- Born: 22 February 1465
- Died: 4 May 1483 (aged 18)
- Noble family: Neville
- Father: John Neville, 1st Marquess of Montagu
- Mother: Isabel Ingoldisthorpe

= George Neville, Duke of Bedford =

English noble

George Neville, Duke of Bedford (22 February 1465 – 4 May 1483) was an English nobleman, a scion of the House of Neville. At birth, he was likely heir to great wealth, but due to the political failure of his father and uncle, he inherited very little.

He was the son of John Neville, Earl of Northumberland and a nephew of Richard Neville, 16th Earl of Warwick. George's mother was Isabel Ingoldisthorpe, daughter and heiress of Sir Edmund Ingoldsthorpe and Joan Tiptoft.

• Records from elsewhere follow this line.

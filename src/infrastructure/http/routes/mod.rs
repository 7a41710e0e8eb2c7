//! HTTP routes module
//!
//! This module contains all HTTP route configurations.

pub mod builder;
pub mod health;
pub mod metrics;
pub mod reconciliation;
pub mod webhooks;

// Re-export commonly used types
pub use builder::RouteBuilder;
pub use health::HealthRoutes;
pub use metrics::MetricsRoutes;
pub use reconciliation::ReconciliationRoutes;
pub use webhooks::WebhookRoutes;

At birth, George was the likely or possible heir to considerable property. Most definite were the property of his father's earldom, his mother's Ingoldsthorpe estates, and the more modest jointure of his parents. The latter two were by themselves sufficient to support a baron. He was also heir presumptive (after his father) to the Neville estates of his uncle Warwick. These were entailed to heirs male and the earl had only daughters. Finally, George was likely to inherit (after his mother and grandmother) a third share of the Tiptoft property held by his childless great-uncle, John Tiptoft, 1st Earl of Worcester, whose sister and heiress Joan was George's maternal grandmother. These inheritances altogether would yield over £4,000 a year, comparable to the £4,500 annual income of the Duke of Clarence. When George was born, it was proposed that he should be betrothed to Anne Holland, the Duchess of Exeter's daughter. Had this happened, it is argued that he would have become the greatest nobleman of his generation.

George Neville was made Duke of Bedford in 1470, as the intended husband of Elizabeth of York, to whom he had been betrothed since 1469 as part of King Edward IV's strategy to control Warwick and Clarence. The title had lain unused since John of Lancaster, Duke of Bedford died on 14 September 1435, leaving no legitimate children. However, his father and his uncle Warwick rebelled against Edward IV the following year and were slain in battle, causing the proposed marriage to be scrapped. An act of attainder was never passed against them, but George received no inheritance from them or from his maternal ancestors. An act of Parliament in 1471 gave the Neville inheritance in the north of England to Richard, Duke of Gloucester, prior to his marriage to one of Warwick's daughters. George had a half-interest in the estates of his maternal grandfather, Sir Edmund Ingoldsthorpe, and his maternal grandmother, Joan Tiptoft.

Shortly before he came of age in 1478 he was denied the title of duke by an act of Parliament, ostensibly for lack of money to "support the name, estate or dignity" of a duke. The title was subsequently given to the infant George of York, the third son of Edward IV. He died in 1483 of natural causes.